How it misleads heuristics:
- Heuristic worked in past → Keep using despite declining accuracy
- Spent time designing checklist → Force it to work despite low adoption
Mitigation:
- Evaluate based on future value only ("Will this heuristic work going forward?")
- Pre-commit to abandonment criteria ("If accuracy <70%, switch methods")
- Ignore past effort when deciding
Example:
- Sunk cost: "Spent 10 hours designing this heuristic, must use it"
- Rational: "Heuristic only 60% accurate, abandon and try different approach"
Advanced Topics
Swiss Cheese Model (Error Prevention)
James Reason's model: Multiple defensive layers, each with holes. Error occurs when holes align.
Layers:
- Organizational (policies, culture)
- Supervision (oversight, review)
- Preconditions (fatigue, time pressure)
- Actions (individual performance)
Checklist as defensive layer: Catches errors that slip through other layers.
Example (Deployment failure):
- Organizational: No deployment policy
- Supervision: No code review
- Preconditions: Friday night deployment (fatigue)
- Actions: Developer forgets migration
- Checklist: "☐ Database migration tested" catches error
Adaptive Heuristics
Concept: Heuristic parameters adjust based on outcomes.
Example (Satisficing with adaptive threshold):
- Start: Threshold = 80% of criteria
- After 10 searches, no options found → Lower to 70%
- After 5 options found → Raise to 85%
Implementation:
threshold = initial_threshold
search_count = 0
options_found = 0
while not decided:
search_count += 1
if option_meets_threshold:
options_found += 1
decide(option)
if search_count > K and options_found == 0:
threshold *= 0.9 # Lower threshold
if options_found > M:
threshold *= 1.1 # Raise threshold
Context-Dependent Heuristics
Concept: Different rules for different contexts.
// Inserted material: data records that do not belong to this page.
//! A hand-driven provider for tests.
//!
//! Every call made to a [`ScriptedProvider`] is parked until the test answers
//! it through the paired [`ScriptedHandle`]. Answering calls out of order is
//! how tests reproduce a slow early response overtaking a fast later one.
//!
//! ```rust
//! use wayfinder_places::{PlaceProvider, Prediction, ProviderConfig, testing::ScriptedProvider};
//!
//! # tokio::runtime::Runtime::new().unwrap().block_on(async {
//! let (provider, mut handle) = ScriptedProvider::new();
//! let call = tokio::spawn(async move {
//!     provider
//!         .find_predictions(ProviderConfig::default().prediction_request("Flin"))
//!         .await
//! });
//!
//! let pending = handle.next_predictions().await.unwrap();
//! assert_eq!(pending.query(), "Flin");
//! pending.respond(vec![Prediction::new("p1", "Flinders Street Station")]);
//!
//! assert_eq!(call.await.unwrap().unwrap().len(), 1);
//! # });
//! ```

use async_trait::async_trait;
use tokio::sync::{mpsc, oneshot};
use tracing::debug;

use crate::{
    DetailsRequest, Place, PlaceProvider, Prediction, PredictionRequest, ProviderError, Result,
};

/// A parked `find_predictions` call.
#[derive(Debug)]
pub struct PendingPredictions {
    pub request: PredictionRequest,
    responder: oneshot::Sender<Result<Vec<Prediction>>>,
}

impl PendingPredictions {
    pub fn query(&self) -> &str {
        &self.request.query
    }

    /// True once the caller stopped waiting, e.g. because its task was aborted.
    pub fn is_abandoned(&self) -> bool {
        self.responder.is_closed()
    }

    pub fn respond(self, predictions: Vec<Prediction>) {
        // The caller may have been aborted already; nothing to deliver then.
        let _ = self.responder.send(Ok(predictions));
    }

    pub fn fail(self, error: ProviderError) {
        let _ = self.responder.send(Err(error));
    }
}

/// A parked `fetch_details` call.
#[derive(Debug)]
pub struct PendingDetails {
    pub request: DetailsRequest,
    responder: oneshot::Sender<Result<Option<Place>>>,
}

impl PendingDetails {
    pub fn place_id(&self) -> &str {
        &self.request.place_id
    }

    pub fn is_abandoned(&self) -> bool {
        self.responder.is_closed()
    }

    pub fn respond(self, place: Option<Place>) {
        let _ = self.responder.send(Ok(place));
    }

    pub fn fail(self, error: ProviderError) {
        let _ = self.responder.send(Err(error));
    }
}

/// Provider half: hand this to the code under test.
#[derive(Debug, Clone)]
pub struct ScriptedProvider {
    predictions: mpsc::UnboundedSender<PendingPredictions>,
    details: mpsc::UnboundedSender<PendingDetails>,
}

/// Test half: receives parked calls in the order they were made.
#[derive(Debug)]
pub struct ScriptedHandle {
    predictions: mpsc::UnboundedReceiver<PendingPredictions>,
    details: mpsc::UnboundedReceiver<PendingDetails>,
}

impl ScriptedProvider {
    pub fn new() -> (Self, ScriptedHandle) {
        let (predictions_tx, predictions_rx) = mpsc::unbounded_channel();
        let (details_tx, details_rx) = mpsc::unbounded_channel();
        (
            Self {
                predictions: predictions_tx,
                details: details_tx,
            },
            ScriptedHandle {
                predictions: predictions_rx,
                details: details_rx,
            },
        )
    }
}

impl ScriptedHandle {
    /// Wait for the next `find_predictions` call.
    pub async fn next_predictions(&mut self) -> Option<PendingPredictions> {
        self.predictions.recv().await
    }

    /// Wait for the next `fetch_details` call.
    pub async fn next_details(&mut self) -> Option<PendingDetails> {
        self.details.recv().await
    }

    /// A `find_predictions` call that has already been made, if any.
    pub fn try_next_predictions(&mut self) -> Option<PendingPredictions> {
        self.predictions.try_recv().ok()
    }

    /// A `fetch_details` call that has already been made, if any.
    pub fn try_next_details(&mut self) -> Option<PendingDetails> {
        self.details.try_recv().ok()
    }
}

#[async_trait]
impl PlaceProvider for ScriptedProvider {
    async fn find_predictions(&self, request: PredictionRequest) -> Result<Vec<Prediction>> {
        debug!(query = %request.query, "Scripted predictions call parked");
        let (responder, response) = oneshot::channel();
        self.predictions
            .send(PendingPredictions { request, responder })
            .map_err(|_| ProviderError::Disconnected)?;
        response.await.map_err(|_| ProviderError::Disconnected)?
    }

    async fn fetch_details(&self, request: DetailsRequest) -> Result<Option<Place>> {
        debug!(place_id = %request.place_id, "Scripted details call parked");
        let (responder, response) = oneshot::channel();
        self.details
            .send(PendingDetails { request, responder })
            .map_err(|_| ProviderError::Disconnected)?;
        response.await.map_err(|_| ProviderError::Disconnected)?
    }
}

#[cfg(test)]
mod tests {
    use super::*;
    use crate::ProviderConfig;

    #[tokio::test]
    async fn test_responses_can_be_delivered_out_of_order() {
        let (provider, mut handle) = ScriptedProvider::new();
        let config = ProviderConfig::default();

        let first = tokio::spawn({
            let provider = provider.clone();
            let request = config.prediction_request("Flin");
            async move { provider.find_predictions(request).await }
        });
        let first_call = handle.next_predictions().await.unwrap();

        let second = tokio::spawn({
            let provider = provider.clone();
            let request = config.prediction_request("Flinders");
            async move { provider.find_predictions(request).await }
        });
        let second_call = handle.next_predictions().await.unwrap();

        second_call.respond(vec![Prediction::new("p2", "Flinders Street Station")]);
        let second_result = second.await.unwrap().unwrap();
        assert_eq!(second_result[0].place_id, "p2");

        first_call.fail(ProviderError::Quota("over limit".into()));
        assert!(matches!(
            first.await.unwrap(),
            Err(ProviderError::Quota(_))
        ));
    }

    #[tokio::test]
    async fn test_dropped_responder_reports_disconnected() {
        let (provider, mut handle) = ScriptedProvider::new();
        let call = tokio::spawn({
            let provider = provider.clone();
            async move {
                provider
                    .fetch_details(ProviderConfig::default().details_request("p1"))
                    .await
            }
        });

        let pending = handle.next_details().await.unwrap();
        assert_eq!(pending.place_id(), "p1");
        drop(pending);

        assert!(matches!(
            call.await.unwrap(),
            Err(ProviderError::Disconnected)
        ));
        assert!(handle.try_next_details().is_none());
    }

    #[tokio::test]
    async fn test_aborted_caller_is_seen_as_abandoned() {
        let (provider, mut handle) = ScriptedProvider::new();
        let call = tokio::spawn(async move {
            provider
                .find_predictions(ProviderConfig::default().prediction_request("Flin"))
                .await
        });

        let pending = handle.next_predictions().await.unwrap();
        assert!(!pending.is_abandoned());

        call.abort();
        assert!(call.await.unwrap_err().is_cancelled());
        assert!(pending.is_abandoned());
    }
}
Meta-heuristic chooses which heuristic to use.
Example (Decision approach):
-
Check context:
- Is decision reversible? Yes → Use fast heuristic (satisficing)
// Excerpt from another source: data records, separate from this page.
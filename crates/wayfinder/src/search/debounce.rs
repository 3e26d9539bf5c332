//! Turns a stream of raw text edits into committed queries.
//!
//! Every `submit` restarts the quiet-period timer. When the timer fires, the
//! pending text is emitted unless it equals the last emitted value. Blank
//! input skips the timer entirely so results can be cleared at once, and it
//! cancels whatever was pending.

use std::time::Duration;

use tokio::{
    runtime::Handle,
    sync::mpsc,
    task::JoinHandle,
    time::{Instant, sleep},
};
use tracing::{debug, trace};

use super::state::CommittedQuery;
use crate::error::Result;

/// Handle to a running debounce task.
///
/// Dropping the handle (or calling [`shutdown`](Self::shutdown)) stops the
/// task; a pending value is then never emitted.
#[derive(Debug)]
pub struct Debouncer {
    input: mpsc::UnboundedSender<String>,
    task: JoinHandle<()>,
    quiet_period: Duration,
}

impl Debouncer {
    /// Start a debounce task on the current Tokio runtime.
    ///
    /// Committed queries arrive on the returned receiver in emission order.
    pub fn spawn(quiet_period: Duration) -> Result<(Self, mpsc::UnboundedReceiver<CommittedQuery>)> {
        let runtime = Handle::try_current()?;
        let (input_tx, input_rx) = mpsc::unbounded_channel();
        let (output_tx, output_rx) = mpsc::unbounded_channel();

        let task = runtime.spawn(run(quiet_period, input_rx, output_tx));
        debug!(?quiet_period, "Debouncer started");

        Ok((
            Self {
                input: input_tx,
                task,
                quiet_period,
            },
            output_rx,
        ))
    }

    /// Offer the latest raw text. Returns `false` once the debouncer is torn down.
    pub fn submit(&self, query: impl Into<String>) -> bool {
        !self.task.is_finished() && self.input.send(query.into()).is_ok()
    }

    pub fn quiet_period(&self) -> Duration {
        self.quiet_period
    }

    pub fn shutdown(&self) {
        self.task.abort();
    }

    pub fn is_shut_down(&self) -> bool {
        self.task.is_finished()
    }
}

impl Drop for Debouncer {
    fn drop(&mut self) {
        self.task.abort();
    }
}

/// Distinct-until-changed gate in front of the output channel.
struct Emitter {
    output: mpsc::UnboundedSender<CommittedQuery>,
    last: Option<CommittedQuery>,
}

impl Emitter {
    /// Returns `false` when nobody is listening any more.
    fn emit(&mut self, query: CommittedQuery) -> bool {
        if self.last.as_ref() == Some(&query) {
            trace!(query = %query, "Suppressing unchanged query");
            return true;
        }
        debug!(query = %query, "Committing query");
        self.last = Some(query.clone());
        self.output.send(query).is_ok()
    }
}

async fn run(
    quiet_period: Duration,
    mut input: mpsc::UnboundedReceiver<String>,
    output: mpsc::UnboundedSender<CommittedQuery>,
) {
    let mut emitter = Emitter { output, last: None };
    let mut pending: Option<String> = None;
    let timer = sleep(quiet_period);
    tokio::pin!(timer);

    loop {
        tokio::select! {
            // A keystroke racing the deadline supersedes the pending value.
            biased;

            received = input.recv() => {
                let Some(text) = received else { break };
                if text.trim().is_empty() {
                    pending = None;
                    if !emitter.emit(CommittedQuery::new(text)) {
                        break;
                    }
                } else {
                    trace!(text = %text, "Debounce timer reset");
                    pending = Some(text);
                    timer.as_mut().reset(Instant::now() + quiet_period);
                }
            }
            () = &mut timer, if pending.is_some() => {
                if let Some(text) = pending.take() {
                    if !emitter.emit(CommittedQuery::new(text)) {
                        break;
                    }
                }
            }
        }
    }
    debug!("Debouncer stopped");
}

#[cfg(test)]
mod tests {
    use super::*;
    use tokio::time::advance;

    const QUIET: Duration = Duration::from_millis(300);

    /// Let the debounce task observe everything submitted so far.
    async fn settle() {
        for _ in 0..8 {
            tokio::task::yield_now().await;
        }
    }

    #[tokio::test(start_paused = true)]
    async fn test_burst_commits_only_last_value() {
        let (debouncer, mut committed) = Debouncer::spawn(QUIET).unwrap();

        for text in ["F", "Fl", "Fli", "Flin"] {
            assert!(debouncer.submit(text));
            settle().await;
            advance(Duration::from_millis(100)).await;
        }
        advance(QUIET).await;
        settle().await;

        assert_eq!(committed.recv().await.unwrap().as_str(), "Flin");
        assert!(committed.try_recv().is_err());
    }

    #[tokio::test(start_paused = true)]
    async fn test_nothing_emitted_before_quiet_period() {
        let (debouncer, mut committed) = Debouncer::spawn(QUIET).unwrap();
        debouncer.submit("Flin");
        settle().await;

        advance(Duration::from_millis(299)).await;
        settle().await;
        assert!(committed.try_recv().is_err());

        advance(Duration::from_millis(1)).await;
        settle().await;
        assert_eq!(committed.try_recv().unwrap().as_str(), "Flin");
    }

    #[tokio::test(start_paused = true)]
    async fn test_blank_bypasses_timer_and_cancels_pending() {
        let (debouncer, mut committed) = Debouncer::spawn(QUIET).unwrap();
        debouncer.submit("Flin");
        settle().await;
        debouncer.submit("  ");
        settle().await;

        assert!(committed.try_recv().unwrap().is_blank());

        advance(QUIET * 2).await;
        settle().await;
        assert!(committed.try_recv().is_err());
    }

    #[tokio::test(start_paused = true)]
    async fn test_unchanged_value_is_not_reemitted() {
        let (debouncer, mut committed) = Debouncer::spawn(QUIET).unwrap();

        debouncer.submit("Flin");
        settle().await;
        advance(QUIET).await;
        settle().await;
        assert_eq!(committed.try_recv().unwrap().as_str(), "Flin");

        // Edit away and back inside one window: nets out to no change.
        debouncer.submit("Flinders");
        debouncer.submit("Flin");
        settle().await;
        advance(QUIET).await;
        settle().await;
        assert!(committed.try_recv().is_err());

        debouncer.submit("");
        debouncer.submit("");
        settle().await;
        assert!(committed.try_recv().unwrap().is_blank());
        assert!(committed.try_recv().is_err());
    }

    #[tokio::test(start_paused = true)]
    async fn test_no_emission_after_shutdown() {
        let (debouncer, mut committed) = Debouncer::spawn(QUIET).unwrap();
        debouncer.submit("Flin");
        settle().await;

        debouncer.shutdown();
        settle().await;
        advance(QUIET * 2).await;
        settle().await;

        assert!(committed.recv().await.is_none());
        assert!(!debouncer.submit("Flinders"));
        assert!(debouncer.is_shut_down());
    }
}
- Is decision irreversible? No → Use slow analysis (full evaluation)
-
Choose heuristic based on stakes:
- <$1k: Recognition heuristic
- $1k-$10k: Satisficing
-
$10k: Full analysis
Implementation:
if stakes < 1000:
use recognition_heuristic()
elif stakes < 10000:
use satisficing(threshold=0.8)
else:
use full_analysis()
Key Takeaways
-
Heuristics work in stable environments: Recognition, take-the-best excel when patterns repeat. Fail in novel, adversarial contexts.
-
Satisficing beats optimization under uncertainty: "Good enough" faster and often as good as perfect when environment unpredictable.
-
Checklists catch 60-80% of errors: Proven in aviation, surgery, construction. Focus on killer items only (5-9 max).
-
READ-DO for novices, DO-CONFIRM for experts: Match format to user. Forcing experts into READ-DO creates resistance.
-
Test heuristics empirically: Don't assume rules work. Validate on ≥30 historical cases, target ≥80% accuracy.
-
Forcing functions > checklists for critical steps: If step must be done, automate enforcement rather than relying on manual check.
-
Update heuristics when environment changes: Rules optimized for past may fail when market shifts, tech disrupts, competition intensifies. Re-validate quarterly.